From my point of view today I did all the stupid stealing subconsciously to get out of the dark place I felt I was living. Once I got caught red-handed they didn’t send me back to Iran or out of their home, I only lost even the little bit of liberty that I had before. I was only allowed to go to school and come back home. No contact outside the school with any friends, nor in person neither per telephone.
My uncle told me that the entire family was so ashamed of my behavior and that I had stained the family’s pride and that nobody wanted to have anything to do with me anymore. As I had no way to communicate with anybody I believed him, which had severe consequences for a long period. I became an expert in letting go. My uncle Hassan during that time was hardly at home and just instructed his wife Alenka how to handle me from where ever he was.
Every time he came home I was under heavy stress and in an alert position. The more time passed by, the less we got to see him. He was busy starting a restaurant business in North Germany and I was happy about that. I was now 17 years old, tall, and determined to take my life back and not wait till I turn 18 to go away. after school, I secretly visited the youth Welfare Office and tried to convince them that I needed new guardians before something dramatic happens. They looked at me and told me to get the hell out of there as you can’t just swap Foster parents. I went there every day and got so much on their nerves until they realized that this was not me having a laugh, it was serious.
The responsible official finally allowed me to sit down and explain the situation in detail. I tried to tell him that I was turning 18 soon anyway and he could help to avoid a major disaster by allowing me to leave and I even had someone willing to be my foster mother for the rest of the time, Tamrasi, the mother of my friend Pramud. He shook his head when he found out that she lived in a commune but agreed to a visit to see for himself if it was appropriate for me to stay there.
I have no idea how I convinced everybody in the commune to play along with this delicate visit, I didn’t even live there and brought in an official to investigate the suitability of their facilities to harbor me. He came and saw with his own eyes that everything was fine and told me he will support my request but only if my foster parents also agreed. “But that is the whole point that they wouldn’t”, I said. He said this is how the law is and that I only have that chance. I was caught in-between a nightmare and a dream.
A few days after that sobering conversation I had another argument with Alenka, who for the first time ever hit me in the face with a rolled-up magazine. Before I could even realize I slapped her and told her this is not going to become the norm.

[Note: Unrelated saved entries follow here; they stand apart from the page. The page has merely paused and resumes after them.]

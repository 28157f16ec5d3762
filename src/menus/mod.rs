//! Interactive reaction-driven message widgets
//!
//! Every widget follows the same lifecycle: render a message, wait through
//! the [`EventWaiter`](crate::waiter::EventWaiter) for the next valid
//! reaction or typed input, act on it, and repeat or finish. Widgets share
//! the authorization rules, the timeout, and the final-action hook defined
//! here; what differs is the rendering and the input they accept.

mod error;
mod nav;
mod ordered;
mod paginator;
mod slideshow;

pub use error::{MenuError, MenuResult};
pub use ordered::{Choice, OrderedMenu, OrderedMenuBuilder};
pub use paginator::{Paginator, PaginatorBuilder};
pub use slideshow::{Slideshow, SlideshowBuilder};

use std::collections::HashSet;
use std::future::Future;
use std::sync::Arc;
use std::time::Duration;

use async_trait::async_trait;
use poise::serenity_prelude::{ChannelId, GuildId, RoleId, UserId};
use uuid::Uuid;

use crate::events::EventUser;
use crate::transport::{MenuTransport, MessageRef};
use crate::waiter::{BoxFuture, EventWaiter};

/// Jump several pages back.
pub const BIG_LEFT: &str = "\u{23EA}";
/// One page back.
pub const LEFT: &str = "\u{25C0}";
/// Close the menu.
pub const STOP: &str = "\u{23F9}";
/// One page forward.
pub const RIGHT: &str = "\u{25B6}";
/// Jump several pages forward.
pub const BIG_RIGHT: &str = "\u{23E9}";

/// Number emoji for [`OrderedMenu`]; position is the choice index.
pub(crate) const NUMBERS: [&str; 10] = [
    "1\u{20E3}",
    "2\u{20E3}",
    "3\u{20E3}",
    "4\u{20E3}",
    "5\u{20E3}",
    "6\u{20E3}",
    "7\u{20E3}",
    "8\u{20E3}",
    "9\u{20E3}",
    "\u{1F51F}",
];

/// Regional-indicator letters A through J.
pub(crate) const LETTERS: [&str; 10] = [
    "\u{1F1E6}",
    "\u{1F1E7}",
    "\u{1F1E8}",
    "\u{1F1E9}",
    "\u{1F1EA}",
    "\u{1F1EB}",
    "\u{1F1EC}",
    "\u{1F1ED}",
    "\u{1F1EE}",
    "\u{1F1EF}",
];

/// Cancel icon for [`OrderedMenu`].
pub(crate) const CANCEL: &str = "\u{274C}";

const DEFAULT_TIMEOUT: Duration = Duration::from_secs(60);

/// Callback invoked with the menu's message when its lifecycle ends.
pub type FinalAction = Box<dyn FnOnce(MessageRef) -> BoxFuture + Send + Sync>;

/// Allow-lists deciding who may drive a widget.
///
/// Bots are never authorized. Empty lists admit every non-bot user;
/// otherwise the user must be listed, or hold one of the listed roles in a
/// guild context.
#[derive(Debug, Default, Clone)]
pub struct MenuAuth {
    users: HashSet<UserId>,
    roles: HashSet<RoleId>,
}

impl MenuAuth {
    pub(crate) fn allows(
        &self,
        user: EventUser,
        guild_id: Option<GuildId>,
        member_roles: &[RoleId],
    ) -> bool {
        if user.bot {
            return false;
        }
        if self.users.is_empty() && self.roles.is_empty() {
            return true;
        }
        if self.users.contains(&user.id) {
            return true;
        }
        if guild_id.is_none() {
            return false;
        }
        member_roles.iter().any(|role| self.roles.contains(role))
    }
}

/// Configuration shared by every widget.
pub struct MenuOptions {
    pub(crate) waiter: EventWaiter,
    pub(crate) transport: Arc<dyn MenuTransport>,
    pub(crate) auth: MenuAuth,
    pub(crate) timeout: Duration,
    pub(crate) final_action: Option<FinalAction>,
    /// Instance id carried through log records.
    pub(crate) id: Uuid,
}

impl MenuOptions {
    #[must_use]
    pub fn new(waiter: EventWaiter, transport: Arc<dyn MenuTransport>) -> Self {
        Self {
            waiter,
            transport,
            auth: MenuAuth::default(),
            timeout: DEFAULT_TIMEOUT,
            final_action: None,
            id: Uuid::new_v4(),
        }
    }

    /// How long each wait for input lasts before the menu closes.
    #[must_use]
    pub fn timeout(mut self, timeout: Duration) -> Self {
        self.timeout = timeout;
        self
    }

    #[must_use]
    pub fn authorize_user(mut self, user_id: UserId) -> Self {
        self.auth.users.insert(user_id);
        self
    }

    #[must_use]
    pub fn authorize_users(mut self, user_ids: impl IntoIterator<Item = UserId>) -> Self {
        self.auth.users.extend(user_ids);
        self
    }

    #[must_use]
    pub fn authorize_role(mut self, role_id: RoleId) -> Self {
        self.auth.roles.insert(role_id);
        self
    }

    #[must_use]
    pub fn authorize_roles(mut self, role_ids: impl IntoIterator<Item = RoleId>) -> Self {
        self.auth.roles.extend(role_ids);
        self
    }

    /// Run `action` with the menu's message once the menu closes, whether by
    /// stop, selection timeout, or expiry.
    #[must_use]
    pub fn final_action<F, Fut>(mut self, action: F) -> Self
    where
        F: FnOnce(MessageRef) -> Fut + Send + Sync + 'static,
        Fut: Future<Output = ()> + Send + 'static,
    {
        self.final_action = Some(Box::new(move |message: MessageRef| -> BoxFuture {
            Box::pin(action(message))
        }));
        self
    }
}

/// The two ways a widget goes live.
#[async_trait]
pub trait Menu {
    /// Send a new message in `channel_id` and run the widget on it.
    async fn display_in(self, channel_id: ChannelId) -> MenuResult<()>;

    /// Take over an existing message, editing it in place. Used to drill
    /// down from a parent menu into a child on the same message.
    async fn display_as(self, message: MessageRef) -> MenuResult<()>;
}

/// One page back, clamping at the first page unless wrapping.
pub(crate) fn step_back(page: usize, pages: usize, wrap: bool) -> usize {
    if page > 1 {
        page - 1
    } else if wrap {
        pages
    } else {
        page
    }
}

/// One page forward, clamping at the last page unless wrapping.
pub(crate) fn step_forward(page: usize, pages: usize, wrap: bool) -> usize {
    if page < pages {
        page + 1
    } else if wrap {
        1
    } else {
        page
    }
}

/// A bulk skip composes `steps` single steps, each clamping or wrapping on
/// its own, rather than one arithmetic jump.
pub(crate) fn bulk_step(page: usize, pages: usize, wrap: bool, steps: usize, backward: bool) -> usize {
    let mut current = page;
    for _ in 0..steps {
        let next = if backward {
            step_back(current, pages, wrap)
        } else {
            step_forward(current, pages, wrap)
        };
        if next == current {
            break;
        }
        current = next;
    }
    current
}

She called my uncle who completely freaked out and he called my mother to tell her if anything happens it is my fault. My mom begged him to let me go and that she didn’t want me to do anything worse. Suddenly I had the consent that I needed, now I just had to convince the communards about letting me live with them. After a very exhausting commune meeting and thanks to the united power of the women who all had a soft spot in their hearts for the troubled Iranian boy, I was accepted to live in the commune. The first person ever not being officially a follower of Osho to move to the commune.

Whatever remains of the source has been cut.